### Data shown
impl OrderTx for PgTx<'_> {
    fn find_store(&mut self, id: Uuid) -> Result<Option<Store>, DomainError> {
        stores::table
            .find(id)
            .select(StoreRow::as_select())
            .first(self.conn)
            .optional()?
            .map(Store::try_from)
            .transpose()
    }

    fn find_store_by_domain(
        &mut self,
        platform: Platform,
        shop_domain: &str,
    ) -> Result<Option<Store>, DomainError> {
        stores::table
            .filter(stores::platform.eq(platform.as_str()))
            .filter(lower(stores::shop_domain).eq(shop_domain.to_ascii_lowercase()))
            .select(StoreRow::as_select())
            .first(self.conn)
            .optional()?
            .map(Store::try_from)
            .transpose()
    }

    fn update_store(&mut self, store: &Store) -> Result<(), DomainError> {
        diesel::update(stores::table.find(store.id))
            .set(&StoreChanges::from(store))
            .execute(self.conn)?;
        Ok(())
    }

    fn find_product_variant(&mut self, id: Uuid) -> Result<Option<ProductVariant>, DomainError> {
        Ok(product_variants::table
            .find(id)
            .select(ProductVariantRow::as_select())
            .first(self.conn)
            .optional()?
            .map(ProductVariant::from))
    }

    fn find_product_variant_by_external(
        &mut self,
        store_id: Uuid,
        external_id: &str,
    ) -> Result<Option<ProductVariant>, DomainError> {
        Ok(product_variants::table
            .filter(product_variants::store_id.eq(store_id))
            .filter(product_variants::external_id.eq(external_id))
            .select(ProductVariantRow::as_select())
            .first(self.conn)
            .optional()?
            .map(ProductVariant::from))
    }

    fn find_order_by_uid(&mut self, uid: &str) -> Result<Option<Order>, DomainError> {
        orders::table
            .filter(orders::uid.eq(uid))
            .select(OrderRow::as_select())
            .first(self.conn)
            .optional()?
            .map(Order::try_from)
            .transpose()
    }

    fn find_order_by_external(
        &mut self,
        owner: OrderOwner,
        external_id: &str,
    ) -> Result<Option<Order>, DomainError> {
        let query = orders::table
            .filter(orders::external_id.eq(external_id))
            .select(OrderRow::as_select())
            .into_boxed();
        let query = match owner {
            OrderOwner::Store(store_id) => query.filter(orders::store_id.eq(store_id)),
            OrderOwner::User(_) => query.filter(orders::store_id.is_null()),
        };
        query.first(self.conn).optional()?.map(Order::try_from).transpose()
    }

    fn lock_order(&mut self, id: Uuid) -> Result<Order, DomainError> {
        orders::table
            .find(id)
            .select(OrderRow::as_select())
            .for_update()
            .first(self.conn)
            .optional()?
            .ok_or_else(|| DomainError::not_found("order"))
            .and_then(Order::try_from)
    }

    fn insert_order(&mut self, order: &Order) -> Result<(), DomainError> {
        diesel::insert_into(orders::table)
            .values(OrderRow::from(order))
            .execute(self.conn)
            .map_err(unique("order external id"))?;
        Ok(())
    }

    fn update_order(&mut self, order: &Order) -> Result<(), DomainError> {
        let updated = diesel::update(orders::table.find(order.id))
            .set(&OrderRow::from(order))
            .execute(self.conn)
            .map_err(unique("order external id"))?;
        if updated == 0 {
            return Err(DomainError::not_found("order"));
        }
        Ok(())
    }

    fn order_items(&mut self, order_id: Uuid) -> Result<Vec<OrderItem>, DomainError> {
        Ok(order_items::table
            .filter(order_items::order_id.eq(order_id))
            .order(order_items::created_at.asc())
            .select(OrderItemRow::as_select())
            .load(self.conn)?
            .into_iter()
            .map(OrderItem::from)
            .collect())
    }

    fn insert_item(&mut self, item: &OrderItem) -> Result<(), DomainError> {
        diesel::insert_into(order_items::table)
            .values(OrderItemRow::from(item))
            .execute(self.conn)
            .map_err(unique("active external line id"))?;
        Ok(())
    }

    fn update_item(&mut self, item: &OrderItem) -> Result<(), DomainError> {
        diesel::update(order_items::table.find(item.id))
            .set(&OrderItemRow::from(item))
            .execute(self.conn)
            .map_err(unique("active external line id"))?;
        Ok(())
    }

    fn shipping_address(&mut self, order_id: Uuid) -> Result<Option<ShippingAddress>, DomainError> {
        Ok(shipping_addresses::table
            .find(order_id)
            .select(ShippingAddressRow::as_select())
            .first(self.conn)
            .optional()?
            .map(ShippingAddress::from))
    }

    fn replace_shipping_address(
        &mut self,
        order_id: Uuid,
        address: Option<&ShippingAddress>,
    ) -> Result<(), DomainError> {
        diesel::delete(shipping_addresses::table.find(order_id)).execute(self.conn)?;
        if let Some(address) = address {
            diesel::insert_into(shipping_addresses::table)
                .values(ShippingAddressRow::new(order_id, address))
                .execute(self.conn)?;
        }
        Ok(())
    }

    fn find_mapping(&mut self, id: Uuid) -> Result<Option<VariantMapping>, DomainError> {
        Ok(variant_mappings::table
            .find(id)
            .select(VariantMappingRow::as_select())
            .first(self.conn)
            .optional()?
            .map(VariantMapping::from))
    }

    fn snapshot_mappings(
        &mut self,
        order_item_id: Uuid,
    ) -> Result<Vec<VariantMapping>, DomainError> {
        self.mappings(
            variant_mappings::table
                .filter(variant_mappings::order_item_id.eq(order_item_id))
                .order(variant_mappings::slot_position.asc())
                .into_boxed(),
        )
    }

    fn default_mapping(
        &mut self,
        product_variant_id: Uuid,
        country: &str,
    ) -> Result<Option<VariantMapping>, DomainError> {
        let found = self.mappings(
            variant_mappings::table
                .filter(variant_mappings::product_variant_id.eq(product_variant_id))
                .filter(variant_mappings::country_code.eq(country.to_string()))
                .filter(variant_mappings::is_default.eq(true))
                .filter(variant_mappings::bundle_slot_id.is_null())
                .filter(variant_mappings::order_item_id.is_null())
                .into_boxed(),
        )?;
        Ok(found.into_iter().next())
    }

    fn variant_defaults(
        &mut self,
        product_variant_id: Uuid,
    ) -> Result<Vec<VariantMapping>, DomainError> {
        self.mappings(
            variant_mappings::table
                .filter(variant_mappings::product_variant_id.eq(product_variant_id))
                .filter(variant_mappings::is_default.eq(true))
                .filter(variant_mappings::bundle_slot_id.is_null())
                .filter(variant_mappings::order_item_id.is_null())
                .into_boxed(),
        )
    }

    fn slot_default_mapping(
        &mut self,
        slot_id: Uuid,
        country: &str,
    ) -> Result<Option<VariantMapping>, DomainError> {
        let found = self.mappings(
            variant_mappings::table
                .filter(variant_mappings::bundle_slot_id.eq(slot_id))
                .filter(variant_mappings::country_code.eq(country.to_string()))
                .filter(variant_mappings::is_default.eq(true))
                .into_boxed(),
        )?;
        Ok(found.into_iter().next())
    }

    fn slot_mappings(&mut self, slot_id: Uuid) -> Result<Vec<VariantMapping>, DomainError> {
        self.mappings(
            variant_mappings::table
                .filter(variant_mappings::bundle_slot_id.eq(slot_id))
                .filter(variant_mappings::order_item_id.is_null())
                .into_boxed(),
        )
    }

    fn insert_mapping(&mut self, mapping: &VariantMapping) -> Result<(), DomainError> {
        diesel::insert_into(variant_mappings::table)
            .values(VariantMappingRow::from(mapping))
            .execute(self.conn)
            .map_err(unique("default mapping"))?;
        Ok(())
    }

    fn update_mapping(&mut self, mapping: &VariantMapping) -> Result<(), DomainError> {
        diesel::update(variant_mappings::table.find(mapping.id))
            .set(&VariantMappingRow::from(mapping))
            .execute(self.conn)
            .map_err(unique("default mapping"))?;
        Ok(())
    }

    fn delete_mapping(&mut self, id: Uuid) -> Result<(), DomainError> {
        diesel::delete(variant_mappings::table.find(id)).execute(self.conn)?;
        Ok(())
    }

    fn mapping_is_referenced(&mut self, id: Uuid) -> Result<bool, DomainError> {
        let referencing: i64 = variant_mappings::table
            .filter(variant_mappings::source_mapping_id.eq(id))
            .count()
            .get_result(self.conn)?;
        Ok(referencing > 0)
    }

    fn find_bundle(&mut self, product_variant_id: Uuid) -> Result<Option<Bundle>, DomainError> {
        let Some(bundle) = bundles::table
            .filter(bundles::product_variant_id.eq(product_variant_id))
            .select(BundleRow::as_select())
            .first(self.conn)
            .optional()?
        else {
            return Ok(None);
        };
        let slots = bundle_slots::table
            .filter(bundle_slots::bundle_id.eq(bundle.id))
            .order(bundle_slots::slot_position.asc())
            .select(BundleSlotRow::as_select())
            .load(self.conn)?;
        Ok(Some(Bundle {
            id: bundle.id,
            product_variant_id: bundle.product_variant_id,
            slots: slots.into_iter().map(BundleSlot::from).collect(),
        }))
    }

    fn insert_bundle(&mut self, bundle: &Bundle) -> Result<(), DomainError> {
        diesel::insert_into(bundles::table)
            .values(BundleRow {
                id: bundle.id,
                product_variant_id: bundle.product_variant_id,
            })
            .execute(self.conn)
            .map_err(unique("bundle for variant"))?;
        let slots: Vec<BundleSlotRow> = bundle.slots.iter().map(BundleSlotRow::from).collect();
        if !slots.is_empty() {
            diesel::insert_into(bundle_slots::table)
                .values(&slots)
                .execute(self.conn)
                .map_err(unique("slot position"))?;
        }
        Ok(())
    }

    fn insert_bundle_slot(&mut self, slot: &BundleSlot) -> Result<(), DomainError> {
        diesel::insert_into(bundle_slots::table)
            .values(BundleSlotRow::from(slot))
            .execute(self.conn)
            .map_err(unique("slot position"))?;
        Ok(())
    }

    fn delete_bundle_slot(&mut self, id: Uuid) -> Result<(), DomainError> {
        diesel::delete(bundle_slots::table.find(id)).execute(self.conn)?;
        Ok(())
    }

    fn find_fulfillment_by_external(
        &mut self,
        external_id: &str,
    ) -> Result<Option<Fulfillment>, DomainError> {
        let rows = fulfillments::table
            .filter(fulfillments::external_id.eq(external_id))
            .select(FulfillmentRow::as_select())
            .load(self.conn)?;
        Ok(self.lines_for(rows)?.into_iter().next())
    }

    fn fulfillments(&mut self, order_id: Uuid) -> Result<Vec<Fulfillment>, DomainError> {
        let rows = fulfillments::table
            .filter(fulfillments::order_id.eq(order_id))
            .order(fulfillments::created_at.asc())
            .select(FulfillmentRow::as_select())
            .load(self.conn)?;
        self.lines_for(rows)
    }

    fn insert_fulfillment(&mut self, fulfillment: &Fulfillment) -> Result<(), DomainError> {
        diesel::insert_into(fulfillments::table)
            .values(FulfillmentRow::from(fulfillment))
            .execute(self.conn)
            .map_err(|e| match e {
                DieselError::DatabaseError(DatabaseErrorKind::UniqueViolation, _) => {
                    DomainError::DuplicateEvent(fulfillment.external_id.clone())
                }
                other => other.into(),
            })?;
        let lines: Vec<FulfillmentLineItemRow> = fulfillment
            .line_items
            .iter()
            .map(FulfillmentLineItemRow::from)
            .collect();
        diesel::insert_into(fulfillment_line_items::table)
            .values(&lines)
            .execute(self.conn)?;
        Ok(())
    }

    fn update_fulfillment(&mut self, fulfillment: &Fulfillment) -> Result<(), DomainError> {
        let updated = diesel::update(fulfillments::table.find(fulfillment.id))
            .set(&FulfillmentChanges::from(fulfillment))
            .execute(self.conn)?;
        if updated == 0 {
            return Err(DomainError::not_found("fulfillment"));
        }
        Ok(())
    }

    fn link_platform_fulfillment(
        &mut self,
        fulfillment_id: Uuid,
        platform_fulfillment_id: &str,
    ) -> Result<(), DomainError> {
        let updated = diesel::update(fulfillments::table.find(fulfillment_id))
            .set(fulfillments::platform_fulfillment_id.eq(platform_fulfillment_id))
            .execute(self.conn)?;
        if updated == 0 {
            return Err(DomainError::not_found("fulfillment"));
        }
        Ok(())
    }

    fn record_activity(&mut self, activity: &OrderActivity) -> Result<(), DomainError> {
        diesel::insert_into(order_activities::table)
            .values(OrderActivityRow::from(activity))
            .execute(self.conn)?;
        Ok(())
    }

    fn enqueue(&mut self, event: &OutboxEvent) -> Result<(), DomainError> {
        // The relay routes on `aggregate_type`.
        diesel::insert_into(order_outbox::table)
            .values(OutboxEventRow::from(event))
            .execute(self.conn)?;
        Ok(())
    }
}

### Work instruction
Check the data for the word "FulfillmentLineItemRow" and pull out the lines that have it.

### Solution for this exercise
        let lines: Vec<FulfillmentLineItemRow> = fulfillment
            .map(FulfillmentLineItemRow::from)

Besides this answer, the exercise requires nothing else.